To improve the processability of LLDPE, a binary processing aid composed of polyethylene glycol (PEG) and hydrocalumite was designed. Hydrocalumite containing HPO32− was successfully synthesized with co-precipitation of calcium and aluminum hydroxide in the presence of phosphorous acid. Scanning Electron Microscopy (SEM), Fourier-transform infrared (FTIR) spectroscopy, Thermogravimetric analyses (TGA) and Ion chromatography were utilized for the characterization of the synthesized hydrocalumite. SEM images showed the layered structure. Ion Chromatography demonstrated the molar ratio of Ca2+/Al3+ was 2:1.3 as an interlayer ion. The influence of PEG/hydrocalumite with the different ratios as a processing aid on the rheological properties of LLDPE was investigated by capillary rheometry. The results obtained showed that PEG/hydrocalumite processing aid with a ratio of 1:3 exhibited the best effect on the reduction of critical stress due to the best coverage of the extruder surface. The measurement of processing parameters in the blown film extruder revealed that hydrocalumite interacted with metallic oxides, created a slippery film layer on the die wall. This leads to a decrease in the die pressure and power consumption by 11% and 21%, respectively. SEM analysis confirmed a delay in Sharkskin instability at a higher shear rate.

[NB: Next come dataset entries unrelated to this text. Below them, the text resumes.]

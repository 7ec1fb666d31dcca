//! Network records and the drafts used to insert them.

use crate::{
    ConflictPhase, ConflictScope, ConflictSubject, Directionality, RelationshipNature,
    RelationshipType,
};
use serde::{Deserialize, Serialize};
use serde_json::Value;
use std::collections::BTreeMap;

/// Free-form annotations attached by later stations.
pub type Metadata = BTreeMap<String, Value>;

/// What station 1 learned about a character.
#[derive(Debug, Clone, Default, PartialEq, Serialize, Deserialize, derive_getters::Getters)]
#[serde(rename_all = "camelCase")]
pub struct CharacterProfile {
    /// Defining traits
    personality_traits: Vec<String>,
    /// What drives the character
    motivations: Vec<String>,
    /// How the character changes
    narrative_arc: String,
}

impl CharacterProfile {
    /// Build a profile.
    pub fn new(personality_traits: Vec<String>, motivations: Vec<String>, narrative_arc: impl Into<String>) -> Self {
        Self {
            personality_traits,
            motivations,
            narrative_arc: narrative_arc.into(),
        }
    }
}

/// A character node.
#[derive(Debug, Clone, PartialEq, Serialize, Deserialize, derive_getters::Getters)]
#[serde(rename_all = "camelCase")]
pub struct Character {
    /// Stable id (`char_000001`, ...)
    id: String,
    /// Display name as it appears in the text
    name: String,
    /// Station 1 profile, when available
    #[serde(skip_serializing_if = "Option::is_none")]
    profile: Option<CharacterProfile>,
    /// Annotations from later stations
    metadata: Metadata,
}

impl Character {
    pub(crate) fn new(id: String, name: String, profile: Option<CharacterProfile>) -> Self {
        Self {
            id,
            name,
            profile,
            metadata: Metadata::new(),
        }
    }

    pub(crate) fn metadata_mut(&mut self) -> &mut Metadata {
        &mut self.metadata
    }
}

/// Input for [`ConflictNetwork::add_relationship`](crate::ConflictNetwork::add_relationship).
///
/// Endpoints are character ids. Strength is clamped to 1..=10 on insertion.
#[derive(Debug, Clone, Default, PartialEq)]
pub struct RelationshipDraft {
    /// Source character id
    pub source: String,
    /// Target character id
    pub target: String,
    /// Kind of bond
    pub kind: RelationshipType,
    /// Emotional charge
    pub nature: RelationshipNature,
    /// One way or mutual
    pub directionality: Directionality,
    /// Intensity, 1 to 10
    pub strength: i64,
    /// Free-text description
    pub description: String,
    /// Events that activate the relationship
    pub triggers: Vec<String>,
}

/// An edge between two distinct characters.
#[derive(Debug, Clone, PartialEq, Serialize, Deserialize, derive_getters::Getters)]
#[serde(rename_all = "camelCase")]
pub struct Relationship {
    /// Stable id (`rel_000001`, ...)
    id: String,
    /// Source character id
    source: String,
    /// Target character id
    target: String,
    /// Kind of bond
    #[serde(rename = "type")]
    kind: RelationshipType,
    /// Emotional charge
    nature: RelationshipNature,
    /// One way or mutual
    directionality: Directionality,
    /// Intensity, 1 to 10
    strength: u8,
    /// Free-text description
    description: String,
    /// Events that activate the relationship
    triggers: Vec<String>,
    /// Annotations from later stations
    metadata: Metadata,
}

impl Relationship {
    pub(crate) fn from_draft(id: String, draft: RelationshipDraft) -> Self {
        Self {
            id,
            source: draft.source,
            target: draft.target,
            kind: draft.kind,
            nature: draft.nature,
            directionality: draft.directionality,
            strength: clamp_strength(draft.strength),
            description: draft.description,
            triggers: draft.triggers,
            metadata: Metadata::new(),
        }
    }

    /// Whether the relationship touches a character.
    pub fn involves(&self, character_id: &str) -> bool {
        self.source == character_id || self.target == character_id
    }

    /// Endpoints in sorted order, for pair comparisons.
    pub fn unordered_pair(&self) -> (&str, &str) {
        if self.source <= self.target {
            (&self.source, &self.target)
        } else {
            (&self.target, &self.source)
        }
    }
}

/// Input for [`ConflictNetwork::add_conflict`](crate::ConflictNetwork::add_conflict).
#[derive(Debug, Clone, Default, PartialEq)]
pub struct ConflictDraft {
    /// Short title
    pub name: String,
    /// Free-text description
    pub description: String,
    /// Character ids, at least one
    pub involved_characters: Vec<String>,
    /// What the conflict is about
    pub subject: ConflictSubject,
    /// Breadth
    pub scope: ConflictScope,
    /// Current stage
    pub phase: ConflictPhase,
    /// Intensity, 1 to 10
    pub strength: i64,
    /// Relationship ids the conflict runs through
    pub related_relationships: Vec<String>,
    /// Turning points
    pub pivot_points: Vec<String>,
}

/// A conflict among one or more characters.
#[derive(Debug, Clone, PartialEq, Serialize, Deserialize, derive_getters::Getters)]
#[serde(rename_all = "camelCase")]
pub struct Conflict {
    /// Stable id (`conf_000001`, ...)
    id: String,
    /// Short title
    name: String,
    /// Free-text description
    description: String,
    /// Character ids, never empty
    involved_characters: Vec<String>,
    /// What the conflict is about
    subject: ConflictSubject,
    /// Breadth
    scope: ConflictScope,
    /// Current stage
    phase: ConflictPhase,
    /// Intensity, 1 to 10
    strength: u8,
    /// Relationship ids the conflict runs through
    related_relationships: Vec<String>,
    /// Turning points
    pivot_points: Vec<String>,
    /// Annotations from later stations
    metadata: Metadata,
}

impl Conflict {
    pub(crate) fn from_draft(id: String, draft: ConflictDraft) -> Self {
        Self {
            id,
            name: draft.name,
            description: draft.description,
            involved_characters: draft.involved_characters,
            subject: draft.subject,
            scope: draft.scope,
            phase: draft.phase,
            strength: clamp_strength(draft.strength),
            related_relationships: draft.related_relationships,
            pivot_points: draft.pivot_points,
            metadata: Metadata::new(),
        }
    }

    /// Whether a character takes part.
    pub fn involves(&self, character_id: &str) -> bool {
        self.involved_characters.iter().any(|id| id == character_id)
    }

    pub(crate) fn set_phase(&mut self, phase: ConflictPhase) {
        self.phase = phase;
    }
}

fn clamp_strength(strength: i64) -> u8 {
    strength.clamp(1, 10) as u8
}
//! Per-station progress.

use serde::{Deserialize, Serialize};

/// Where a station is in the current run.
///
/// Every station starts `Pending`, moves to `Running` when the orchestrator
/// reaches it and ends `Completed`, or `Error` when it aborted the run.
#[derive(
    Debug,
    Clone,
    Copy,
    Default,
    PartialEq,
    Eq,
    Hash,
    Serialize,
    Deserialize,
    strum::Display,
    strum::EnumString,
    strum::EnumIter,
)]
#[serde(rename_all = "lowercase")]
#[strum(serialize_all = "lowercase")]
pub enum StationState {
    /// Not reached yet
    #[default]
    Pending,
    /// Executing now
    Running,
    /// Returned a result, possibly a fallback
    Completed,
    /// Aborted the run
    Error,
}
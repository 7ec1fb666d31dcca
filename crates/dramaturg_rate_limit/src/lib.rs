//! Per-model throttling and configuration for Dramaturg.
//!
//! This crate provides:
//! - [`Throttle`]: the seam the model client awaits before every backend call
//! - [`ModelThrottle`]: one GCRA limiter per model id, spaced by cost tier
//! - [`NoopThrottle`]: an immediate throttle for tests and offline runs
//! - [`DramaturgConfig`]: layered TOML configuration (bundled, home, current dir)

#![forbid(unsafe_code)]
#![warn(missing_docs)]

mod config;
mod throttle;
mod tier;

pub use config::{DramaturgConfig, ModelsConfig, PipelineConfig, ThrottleConfig, TierDelays};
pub use throttle::{ModelThrottle, NoopThrottle, Throttle};
pub use tier::ModelTier;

Keywords: hydrocalumite; LLDPE; PEG; processing aid; rheological properties
Corresponding author: Somayeh Mohamadi, Research Center of Environment and Sustainable Development, Tehran, Iran, E-mail:

Acknowledgments

Special thanks to Mr. Abbas Fatehi for conducting the preparation of compounds, Mr. Ashkan Asgharian for assisting in the synthesis of hydrocalumite, and Mr. Ali Pajohan for using a blown film extruder.

  1. Author contributions: All the authors have accepted responsibility for the entire content of this submitted manuscript and approved submission.

  2. Research funding: None declared.

  3. Conflict of interest statement: The authors declare that there are no conflicts of interest regarding the publication of this paper.

  4. Data availability: The data used to support the findings of this study are included within the article.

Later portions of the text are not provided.